Front Robot AI. 2022 Jun 14;9:887645. doi: 10.3389/frobt.2022.887645. eCollection 2022.
This paper presents a new approach for evaluating and controlling expressive humanoid robotic faces using open-source computer vision and machine learning methods. Existing research in Human-Robot Interaction lacks flexible and simple tools that are scalable for evaluating and controlling various robotic faces; thus, our goal is to demonstrate the use of readily available AI-based solutions to support the process. We use a newly developed humanoid robot prototype intended for medical training applications as a case example.
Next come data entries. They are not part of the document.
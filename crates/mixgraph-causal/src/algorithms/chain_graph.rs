//! Chain-graph validity.
//!
//! A chain graph may contain cycles made only of undirected edges, but no
//! cycle that uses a directed edge. Equivalently: no directed edge joins two
//! nodes of the same undirected component, and directed edges between
//! components form a DAG.

use std::collections::HashMap;

use mixgraph_core::errors::CausalError;
use mixgraph_core::{EdgeRoleNames, MixGraphError, MixGraphResult, NodeId};

use crate::graph::{DiEdgeGraph, MixedEdgeGraph, UnEdgeGraph};

/// Whether the directed and undirected roles of `graph` form a valid chain graph.
///
/// Missing roles count as empty; other edge types are ignored.
pub fn is_valid_chain_graph<N: NodeId>(
    graph: &MixedEdgeGraph<N>,
    names: &EdgeRoleNames,
) -> MixGraphResult<bool> {
    let directed = if graph.has_edge_type(&names.directed) {
        Some(graph.get_directed(&names.directed)?)
    } else {
        None
    };
    let undirected = if graph.has_edge_type(&names.undirected) {
        Some(graph.get_undirected(&names.undirected)?)
    } else {
        None
    };
    match check_chain_graph(directed, undirected) {
        Ok(()) => Ok(true),
        Err(MixGraphError::Causal(CausalError::InvalidChainGraph { .. })) => Ok(false),
        Err(err) => Err(err),
    }
}

/// Validate a directed/undirected pair.
///
/// Fails with `InvalidChainGraph` describing the first violation found.
pub fn check_chain_graph<N: NodeId>(
    directed: Option<&DiEdgeGraph<N>>,
    undirected: Option<&UnEdgeGraph<N>>,
) -> MixGraphResult<()> {
    let Some(directed) = directed else {
        return Ok(());
    };

    let mut component_of: HashMap<N, usize> = HashMap::new();
    if let Some(undirected) = undirected {
        for (id, component) in undirected.connected_components().enumerate() {
            component_of.extend(component.into_iter().map(|node| (node, id)));
        }
    }
    let mut next = component_of.values().max().map_or(0, |max| max + 1);
    for node in directed.nodes() {
        if !component_of.contains_key(node) {
            component_of.insert(node.clone(), next);
            next += 1;
        }
    }

    let mut quotient: DiEdgeGraph<usize> = DiEdgeGraph::new();
    for (u, v) in directed.edges() {
        if u == v {
            return Err(invalid(format!("directed self-loop on {u:?}")));
        }
        let (cu, cv) = (component_of[u], component_of[v]);
        if cu == cv {
            return Err(invalid(format!(
                "directed edge {u:?} -> {v:?} lies inside an undirected chain component"
            )));
        }
        quotient.add_edge(cu, cv);
    }
    if !quotient.is_acyclic() {
        return Err(invalid(
            "directed edges form a cycle between chain components".to_string(),
        ));
    }
    Ok(())
}

fn invalid(reason: String) -> MixGraphError {
    CausalError::InvalidChainGraph { reason }.into()
}

#[cfg(test)]
mod tests {
    use super::*;
    use crate::graph::EdgeInput;

    #[test]
    fn undirected_cycle_is_allowed() {
        let d: DiEdgeGraph<u32> = EdgeInput::edges([(0, 1)]).build();
        let u: UnEdgeGraph<u32> = EdgeInput::edges([(1, 2), (2, 3), (3, 1)]).build();
        assert!(check_chain_graph(Some(&d), Some(&u)).is_ok());
    }

    #[test]
    fn directed_edge_inside_component_is_rejected() {
        let d: DiEdgeGraph<u32> = EdgeInput::edges([(1, 3)]).build();
        let u: UnEdgeGraph<u32> = EdgeInput::edges([(1, 2), (2, 3)]).build();
        let err = check_chain_graph(Some(&d), Some(&u)).unwrap_err();
        assert!(err.to_string().contains("inside an undirected chain component"));
    }

    #[test]
    fn directed_self_loop_is_reported_as_such() {
        let d: DiEdgeGraph<u32> = EdgeInput::edges([(4, 4)]).build();
        let u: UnEdgeGraph<u32> = EdgeInput::edges([(1, 2)]).build();
        let err = check_chain_graph(Some(&d), Some(&u)).unwrap_err();
        assert!(matches!(
            &err,
            MixGraphError::Causal(CausalError::InvalidChainGraph { reason })
                if reason == "directed self-loop on 4"
        ));

        let mut g = MixedEdgeGraph::new();
        g.add_edge_type(d, "directed").unwrap();
        g.add_edge_type(u, "undirected").unwrap();
        assert!(!is_valid_chain_graph(&g, &EdgeRoleNames::default()).unwrap());
    }

    #[test]
    fn semi_directed_cycle_is_rejected() {
        // 1 -> 2 -- 3 -> 1
        let d: DiEdgeGraph<u32> = EdgeInput::edges([(1, 2), (3, 1)]).build();
        let u: UnEdgeGraph<u32> = EdgeInput::edges([(2, 3)]).build();
        let err = check_chain_graph(Some(&d), Some(&u)).unwrap_err();
        assert!(err.to_string().contains("cycle between chain components"));
    }
}
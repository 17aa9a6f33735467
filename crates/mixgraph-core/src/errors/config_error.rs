/// Configuration errors.
#[derive(Debug, thiserror::Error)]
pub enum ConfigError {
    #[error("failed to parse config: {reason}")]
    ParseFailed { reason: String },

    #[error("invalid edge role names: {reason}")]
    InvalidEdgeNames { reason: String },
}
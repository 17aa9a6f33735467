//! Causal algorithms over mixed-edge graphs.

pub mod chain_graph;
pub mod dag_enforcement;
pub mod m_separation;

pub use chain_graph::is_valid_chain_graph;
pub use m_separation::m_separated;
//! Single-edge-type graph: petgraph StableGraph + node-id index.
//! Every edge in one `EdgeGraph` has the same orientation (`Ty`).

use std::collections::{HashMap, HashSet, VecDeque};
use std::fmt;

use mixgraph_core::{EdgeKind, NodeId};
use petgraph::stable_graph::{self, NodeIndex, StableGraph};
use petgraph::visit::{EdgeRef, IntoEdgeReferences};
use petgraph::{Directed, Direction, EdgeType, Undirected};

/// Directed single-edge-type graph.
pub type DiEdgeGraph<N> = EdgeGraph<N, Directed>;

/// Undirected single-edge-type graph.
pub type UnEdgeGraph<N> = EdgeGraph<N, Undirected>;

/// A homogeneous graph keyed by node id.
///
/// Parallel edges are never stored: adding an existing edge is a no-op.
#[derive(Debug, Clone)]
pub struct EdgeGraph<N: NodeId, Ty: EdgeType> {
    graph: StableGraph<N, (), Ty>,
    index: HashMap<N, NodeIndex>,
}

impl<N: NodeId, Ty: EdgeType> EdgeGraph<N, Ty> {
    pub fn new() -> Self {
        Self {
            graph: StableGraph::default(),
            index: HashMap::new(),
        }
    }

    pub fn kind(&self) -> EdgeKind {
        if Ty::is_directed() {
            EdgeKind::Directed
        } else {
            EdgeKind::Undirected
        }
    }

    /// Get or create the node for an id.
    pub fn add_node(&mut self, node: N) -> NodeIndex {
        if let Some(&idx) = self.index.get(&node) {
            return idx;
        }
        let idx = self.graph.add_node(node.clone());
        self.index.insert(node, idx);
        idx
    }

    /// Remove a node and all incident edges. Returns whether it existed.
    pub fn remove_node(&mut self, node: &N) -> bool {
        match self.index.remove(node) {
            Some(idx) => {
                self.graph.remove_node(idx);
                true
            }
            None => false,
        }
    }

    pub fn contains_node(&self, node: &N) -> bool {
        self.index.contains_key(node)
    }

    pub fn node_index(&self, node: &N) -> Option<NodeIndex> {
        self.index.get(node).copied()
    }

    /// Node id stored at an index.
    pub fn node_id(&self, idx: NodeIndex) -> Option<&N> {
        self.graph.node_weight(idx)
    }

    /// Add an edge, creating missing endpoints. Returns `false` if it already existed.
    pub fn add_edge(&mut self, u: N, v: N) -> bool {
        let a = self.add_node(u);
        let b = self.add_node(v);
        if self.graph.find_edge(a, b).is_some() {
            return false;
        }
        self.graph.add_edge(a, b, ());
        true
    }

    /// Remove an edge. Returns whether it existed.
    pub fn remove_edge(&mut self, u: &N, v: &N) -> bool {
        let (Some(a), Some(b)) = (self.node_index(u), self.node_index(v)) else {
            return false;
        };
        match self.graph.find_edge(a, b) {
            Some(edge) => self.graph.remove_edge(edge).is_some(),
            None => false,
        }
    }

    pub fn has_edge(&self, u: &N, v: &N) -> bool {
        match (self.node_index(u), self.node_index(v)) {
            (Some(a), Some(b)) => self.graph.find_edge(a, b).is_some(),
            _ => false,
        }
    }

    pub fn node_count(&self) -> usize {
        self.graph.node_count()
    }

    pub fn edge_count(&self) -> usize {
        self.graph.edge_count()
    }

    pub fn is_empty(&self) -> bool {
        self.graph.node_count() == 0
    }

    /// Iterate node ids.
    pub fn nodes(&self) -> impl Iterator<Item = &N> + '_ {
        self.graph
            .node_indices()
            .filter_map(move |idx| self.graph.node_weight(idx))
    }

    /// Borrowed view over stored edges. Undirected edges appear once.
    pub fn edges(&self) -> Edges<'_, N, Ty> {
        Edges {
            graph: &self.graph,
            inner: self.graph.edge_references(),
        }
    }

    /// All neighbours. For directed graphs this is successors only.
    pub fn neighbors(&self, node: &N) -> Option<Neighbors<'_, N, Ty>> {
        self.neighbors_directed(node, Direction::Outgoing)
    }

    /// Neighbours in one direction. Undirected graphs ignore `dir`.
    pub fn neighbors_directed(&self, node: &N, dir: Direction) -> Option<Neighbors<'_, N, Ty>> {
        let idx = self.node_index(node)?;
        Some(Neighbors {
            graph: &self.graph,
            inner: self.graph.neighbors_directed(idx, dir),
        })
    }

    /// Breadth-first reach from `node` along `dir`, excluding `node` unless a cycle returns to it.
    pub fn reachable(&self, node: &N, dir: Direction) -> Option<HashSet<N>> {
        let start = self.node_index(node)?;
        let mut seen: HashSet<NodeIndex> = HashSet::new();
        let mut queue = VecDeque::from([start]);
        while let Some(current) = queue.pop_front() {
            for next in self.graph.neighbors_directed(current, dir) {
                if seen.insert(next) {
                    queue.push_back(next);
                }
            }
        }
        Some(
            seen.into_iter()
                .filter_map(|idx| self.graph.node_weight(idx).cloned())
                .collect(),
        )
    }

    /// Drop every edge, keeping nodes.
    pub fn clear_edges(&mut self) {
        self.graph.clear_edges();
    }

    pub fn clear(&mut self) {
        self.graph.clear();
        self.index.clear();
    }

    /// Induced subgraph over the given ids. Unknown ids are ignored.
    pub fn subgraph(&self, keep: &HashSet<N>) -> Self {
        let mut sub = Self::new();
        for node in self.nodes().filter(|n| keep.contains(*n)) {
            sub.add_node(node.clone());
        }
        for (u, v) in self.edges() {
            if keep.contains(u) && keep.contains(v) {
                sub.add_edge(u.clone(), v.clone());
            }
        }
        sub
    }

    /// Underlying petgraph storage, for composing with `petgraph::algo`.
    pub fn inner(&self) -> &StableGraph<N, (), Ty> {
        &self.graph
    }
}

impl<N: NodeId> EdgeGraph<N, Directed> {
    /// Direct successors: `node -> m`.
    pub fn successors(&self, node: &N) -> Option<Neighbors<'_, N, Directed>> {
        self.neighbors_directed(node, Direction::Outgoing)
    }

    /// Direct predecessors: `m -> node`.
    pub fn predecessors(&self, node: &N) -> Option<Neighbors<'_, N, Directed>> {
        self.neighbors_directed(node, Direction::Incoming)
    }

    pub fn is_acyclic(&self) -> bool {
        !petgraph::algo::is_cyclic_directed(&self.graph)
    }
}

impl<N: NodeId> EdgeGraph<N, Undirected> {
    /// Lazily yield one node set per connected component.
    pub fn connected_components(&self) -> Components<'_, N> {
        Components {
            graph: &self.graph,
            order: self.graph.node_indices().collect(),
            next: 0,
            seen: HashSet::new(),
        }
    }

    /// First node carrying a self-loop, if any.
    pub fn self_loop(&self) -> Option<&N> {
        self.graph
            .edge_references()
            .find(|e| e.source() == e.target())
            .and_then(|e| self.graph.node_weight(e.source()))
    }
}

impl<N: NodeId, Ty: EdgeType> Default for EdgeGraph<N, Ty> {
    fn default() -> Self {
        Self::new()
    }
}

/// Iterator over `(u, v)` node-id pairs of an edge graph.
pub struct Edges<'a, N, Ty: EdgeType> {
    graph: &'a StableGraph<N, (), Ty>,
    inner: stable_graph::EdgeReferences<'a, ()>,
}

impl<N, Ty: EdgeType> fmt::Debug for Edges<'_, N, Ty> {
    fn fmt(&self, f: &mut fmt::Formatter<'_>) -> fmt::Result {
        f.debug_struct("Edges")
            .field("edge_count", &self.graph.edge_count())
            .finish_non_exhaustive()
    }
}

impl<'a, N, Ty: EdgeType> Iterator for Edges<'a, N, Ty> {
    type Item = (&'a N, &'a N);

    fn next(&mut self) -> Option<Self::Item> {
        let graph = self.graph;
        self.inner.find_map(|e| {
            Some((graph.node_weight(e.source())?, graph.node_weight(e.target())?))
        })
    }
}

/// Iterator over adjacent node ids.
pub struct Neighbors<'a, N, Ty: EdgeType> {
    graph: &'a StableGraph<N, (), Ty>,
    inner: stable_graph::Neighbors<'a, ()>,
}

impl<N, Ty: EdgeType> fmt::Debug for Neighbors<'_, N, Ty> {
    fn fmt(&self, f: &mut fmt::Formatter<'_>) -> fmt::Result {
        f.debug_struct("Neighbors").finish_non_exhaustive()
    }
}

impl<'a, N, Ty: EdgeType> Iterator for Neighbors<'a, N, Ty> {
    type Item = &'a N;

    fn next(&mut self) -> Option<Self::Item> {
        let graph = self.graph;
        self.inner.find_map(|idx| graph.node_weight(idx))
    }
}

/// Lazy connected-components walk over an undirected edge graph.
pub struct Components<'a, N> {
    graph: &'a StableGraph<N, (), Undirected>,
    order: Vec<NodeIndex>,
    next: usize,
    seen: HashSet<NodeIndex>,
}

impl<N> fmt::Debug for Components<'_, N> {
    fn fmt(&self, f: &mut fmt::Formatter<'_>) -> fmt::Result {
        f.debug_struct("Components")
            .field("visited", &self.seen.len())
            .field("remaining", &(self.order.len() - self.next))
            .finish_non_exhaustive()
    }
}

impl<N: NodeId> Iterator for Components<'_, N> {
    type Item = HashSet<N>;

    fn next(&mut self) -> Option<Self::Item> {
        while self.next < self.order.len() {
            let start = self.order[self.next];
            self.next += 1;
            if !self.seen.insert(start) {
                continue;
            }

            let mut component = HashSet::new();
            let mut queue = VecDeque::from([start]);
            while let Some(current) = queue.pop_front() {
                if let Some(node) = self.graph.node_weight(current) {
                    component.insert(node.clone());
                }
                for neighbor in self.graph.neighbors(current) {
                    if self.seen.insert(neighbor) {
                        queue.push_back(neighbor);
                    }
                }
            }
            return Some(component);
        }
        None
    }
}
//! m-separation for mixed graphs with directed, bidirected, and undirected edges.
//!
//! Depth-first search over simple paths. A node is a collider on a path when
//! both of its path edges carry an arrowhead at it:
//! - directed `u -> v`: arrowhead at `v`, tail at `u`
//! - bidirected `u <-> v`: arrowheads at both ends
//! - undirected `u -- v`: tails at both ends
//!
//! A path is open given `z` when every collider is an ancestor of `z` (or in
//! `z`) and no non-collider is in `z`. `x` and `y` are m-separated given `z`
//! iff no open path joins them. Worst case is exponential in the node count.

use std::collections::{HashMap, HashSet};

use mixgraph_core::errors::CausalError;
use mixgraph_core::{EdgeRoleNames, MixGraphError, MixGraphResult, NodeId};
use petgraph::Direction;
use tracing::debug;

use super::dag_enforcement;
use crate::graph::MixedEdgeGraph;

/// Mark at one end of an edge.
#[derive(Debug, Clone, Copy, PartialEq, Eq)]
enum Mark {
    Tail,
    Arrow,
}

/// `node -> [(neighbour, mark at node, mark at neighbour)]`
type MarkedAdjacency<'a, N> = HashMap<&'a N, Vec<(&'a N, Mark, Mark)>>;

/// Whether `x` and `y` are m-separated given `z` in `graph`.
///
/// Every registered edge type must be one of the three role names in
/// `names`; absent roles are treated as empty. The directed role must be
/// acyclic and every query node must exist.
pub fn m_separated<N: NodeId>(
    graph: &MixedEdgeGraph<N>,
    x: &HashSet<N>,
    y: &HashSet<N>,
    z: &HashSet<N>,
    names: &EdgeRoleNames,
) -> MixGraphResult<bool> {
    if let Some(unexpected) = graph.edge_types().find(|name| !names.contains(name)) {
        return Err(CausalError::InvalidSeparationQuery {
            reason: format!(
                "edge type '{unexpected}' is not one of directed '{}', bidirected '{}', undirected '{}'",
                names.directed, names.bidirected, names.undirected
            ),
        }
        .into());
    }

    if graph.has_edge_type(&names.directed) {
        let directed = graph.get_directed(&names.directed)?;
        if let Some(cycle) = dag_enforcement::find_cycles(directed).first() {
            return Err(CausalError::NotADag {
                cycle: dag_enforcement::describe_cycle(cycle),
            }
            .into());
        }
    }

    if let Some(missing) = x.iter().chain(y).chain(z).find(|n| !graph.has_node(n)) {
        return Err(MixGraphError::node_not_found(missing));
    }

    if x.is_empty() || y.is_empty() {
        return Ok(true);
    }
    if !x.is_disjoint(y) {
        return Ok(false);
    }

    let adjacency = marked_adjacency(graph, names)?;
    let ancestors_of_z = ancestors_of(graph, names, z)?;
    let connected = m_connected(&adjacency, x, y, z, &ancestors_of_z);
    debug!(?x, ?y, ?z, connected, "m-separation query");
    Ok(!connected)
}

fn marked_adjacency<'a, N: NodeId>(
    graph: &'a MixedEdgeGraph<N>,
    names: &EdgeRoleNames,
) -> MixGraphResult<MarkedAdjacency<'a, N>> {
    let mut adjacency: MarkedAdjacency<'a, N> = HashMap::new();
    let mut link = |edges: Box<dyn Iterator<Item = (&'a N, &'a N)> + 'a>, at_u: Mark, at_v: Mark| {
        for (u, v) in edges {
            adjacency.entry(u).or_default().push((v, at_u, at_v));
            adjacency.entry(v).or_default().push((u, at_v, at_u));
        }
    };

    if graph.has_edge_type(&names.directed) {
        let edges = graph.get_directed(&names.directed)?.edges();
        link(Box::new(edges), Mark::Tail, Mark::Arrow);
    }
    if graph.has_edge_type(&names.bidirected) {
        let edges = graph.get_undirected(&names.bidirected)?.edges();
        link(Box::new(edges), Mark::Arrow, Mark::Arrow);
    }
    if graph.has_edge_type(&names.undirected) {
        let edges = graph.get_undirected(&names.undirected)?.edges();
        link(Box::new(edges), Mark::Tail, Mark::Tail);
    }
    Ok(adjacency)
}

/// `z` together with every node that has a directed path into `z`.
fn ancestors_of<N: NodeId>(
    graph: &MixedEdgeGraph<N>,
    names: &EdgeRoleNames,
    z: &HashSet<N>,
) -> MixGraphResult<HashSet<N>> {
    let mut closed: HashSet<N> = z.clone();
    if graph.has_edge_type(&names.directed) {
        let directed = graph.get_directed(&names.directed)?;
        for node in z {
            // Nodes outside the directed role have no ancestors.
            if let Some(ancestors) = directed.reachable(node, Direction::Incoming) {
                closed.extend(ancestors);
            }
        }
    }
    Ok(closed)
}

/// Whether an open simple path joins some node of `x` to some node of `y`.
fn m_connected<'a, N: NodeId>(
    adjacency: &'a MarkedAdjacency<'a, N>,
    x: &'a HashSet<N>,
    y: &'a HashSet<N>,
    z: &'a HashSet<N>,
    ancestors_of_z: &'a HashSet<N>,
) -> bool {
    let search = PathSearch {
        adjacency,
        x,
        y,
        z,
        ancestors_of_z,
    };
    x.iter().any(|start| {
        let mut on_path: HashSet<&N> = HashSet::from([start]);
        // Endpoints are never blocked.
        adjacency
            .get(start)
            .into_iter()
            .flatten()
            .any(|&(next, _, at_next)| search.reaches_y(next, at_next == Mark::Arrow, &mut on_path))
    })
}

struct PathSearch<'a, N> {
    adjacency: &'a MarkedAdjacency<'a, N>,
    x: &'a HashSet<N>,
    y: &'a HashSet<N>,
    z: &'a HashSet<N>,
    ancestors_of_z: &'a HashSet<N>,
}

impl<'a, N: NodeId> PathSearch<'a, N> {
    /// Extend the current path with `node`, entered through an arrowhead iff `arrow_in`.
    fn reaches_y(&self, node: &'a N, arrow_in: bool, on_path: &mut HashSet<&'a N>) -> bool {
        if self.y.contains(node) {
            return true;
        }
        // A path through another start node has an open suffix from that node.
        if self.x.contains(node) || !on_path.insert(node) {
            return false;
        }

        let mut found = false;
        for &(next, at_node, at_next) in self.adjacency.get(node).into_iter().flatten() {
            if on_path.contains(next) {
                continue;
            }
            let open = if arrow_in && at_node == Mark::Arrow {
                self.ancestors_of_z.contains(node)
            } else {
                !self.z.contains(node)
            };
            if open && self.reaches_y(next, at_next == Mark::Arrow, on_path) {
                found = true;
                break;
            }
        }
        on_path.remove(node);
        found
    }
}
//! Ancestral queries over the directed role of a mixed-edge graph.
//!
//! Any graph type that can hand out its directed sub-graph implements
//! [`HasDirectedRole`] and gets [`AncestralQueries`] for free. The free
//! functions below do the work so callers holding a bare [`DiEdgeGraph`]
//! can use them directly.

use std::collections::HashSet;

use mixgraph_core::{MixGraphError, MixGraphResult, NodeId};
use petgraph::{Directed, Direction};

use crate::graph::{DiEdgeGraph, Neighbors};

/// A graph with a designated directed (causal) sub-graph.
///
/// Fails with `UnknownEdgeType` when the role has no registered sub-graph.
pub trait HasDirectedRole<N: NodeId> {
    fn sub_directed_graph(&self) -> MixGraphResult<&DiEdgeGraph<N>>;
}

/// Ancestors, descendants, parents, and children against the directed role.
///
/// Edges of every other type are ignored.
pub trait AncestralQueries<N: NodeId>: HasDirectedRole<N> {
    /// Nodes with a directed path into `source`.
    fn ancestors(&self, source: &N) -> MixGraphResult<HashSet<N>> {
        ancestors(self.sub_directed_graph()?, source)
    }

    /// Nodes reachable by a directed path out of `source`.
    fn descendants(&self, source: &N) -> MixGraphResult<HashSet<N>> {
        descendants(self.sub_directed_graph()?, source)
    }

    /// Nodes `m` with `n -> m`.
    fn children<'a>(&'a self, n: &N) -> MixGraphResult<Neighbors<'a, N, Directed>> {
        children(self.sub_directed_graph()?, n)
    }

    /// Nodes `m` with `m -> n`.
    fn parents<'a>(&'a self, n: &N) -> MixGraphResult<Neighbors<'a, N, Directed>> {
        parents(self.sub_directed_graph()?, n)
    }
}

impl<N: NodeId, T: HasDirectedRole<N> + ?Sized> AncestralQueries<N> for T {}

pub fn ancestors<N: NodeId>(graph: &DiEdgeGraph<N>, source: &N) -> MixGraphResult<HashSet<N>> {
    graph
        .reachable(source, Direction::Incoming)
        .ok_or_else(|| MixGraphError::node_not_found(source))
}

pub fn descendants<N: NodeId>(graph: &DiEdgeGraph<N>, source: &N) -> MixGraphResult<HashSet<N>> {
    graph
        .reachable(source, Direction::Outgoing)
        .ok_or_else(|| MixGraphError::node_not_found(source))
}

pub fn children<'a, N: NodeId>(
    graph: &'a DiEdgeGraph<N>,
    n: &N,
) -> MixGraphResult<Neighbors<'a, N, Directed>> {
    graph
        .successors(n)
        .ok_or_else(|| MixGraphError::node_not_found(n))
}

pub fn parents<'a, N: NodeId>(
    graph: &'a DiEdgeGraph<N>,
    n: &N,
) -> MixGraphResult<Neighbors<'a, N, Directed>> {
    graph
        .predecessors(n)
        .ok_or_else(|| MixGraphError::node_not_found(n))
}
The approach automatically captures the robot's facial action units through a webcam during random motion, which are components traditionally used to describe facial muscle movements in humans. Instead of manipulating the actuators individually or training the robot to express specific emotions, we propose using action units as a means for controlling the robotic face, which enables a multitude of ways to generate dynamic motion, expressions, and behavior. The range of action units achieved by the robot is thus analyzed to discover its expressive capabilities and limitations and to develop a control model by correlating action units to actuation parameters. Because the approach is not dependent on specific facial attributes or actuation capabilities, it can be used for different designs and continuously inform the development process. In healthcare training applications, our goal is to establish a prerequisite of expressive capabilities of humanoid robots bounded by industrial and medical design constraints. Furthermore, to mediate human interpretation and thus enable decision-making based on observed cognitive, emotional, and expressive cues, our approach aims to find the minimum viable expressive capabilities of the robot without having to optimize for realism. The results from our case example demonstrate the flexibility and efficiency of the presented AI-based solutions to support the development of humanoid facial robots.
本文提出了一种使用开源计算机视觉和机器学习方法来评估和控制具有表现力的类人机器人面部的新方法。现有的人机交互研究缺乏灵活且简单的工具,这些工具难以扩展用于评估和控制各种机器人面部;因此,我们的目标是展示使用现成的基于人工智能的解决方案来支持这一过程。我们以一个新开发的用于医学训练应用的类人机器人原型为例。该方法在随机运动过程中通过网络摄像头自动捕捉机器人的面部动作单元,这些动作单元是传统上用于描述人类面部肌肉运动的组成部分。我们不是单独操纵执行器或训练机器人表达特定情绪,而是提议使用动作单元作为控制机器人面部的一种方式,这使得能够通过多种方式生成动态运动、表情和行为。因此,分析机器人实现的动作单元范围,以发现其表达能力和局限性,并通过将动作单元与驱动参数相关联来开发控制模型。由于该方法不依赖于特定的面部属性或驱动能力,它可用于不同的设计,并持续为开发过程提供信息。在医疗保健训练应用中,我们的目标是在工业和医学设计约束的范围内建立类人机器人表达能力的先决条件。此外,为了协调人类的解读,从而能够基于观察到的认知、情感和表达线索进行决策,我们的方法旨在找到机器人的最低可行表达能力,而不必针对逼真度进行优化。我们案例的结果证明了所提出的基于人工智能的解决方案在支持类人面部机器人开发方面的灵活性和效率。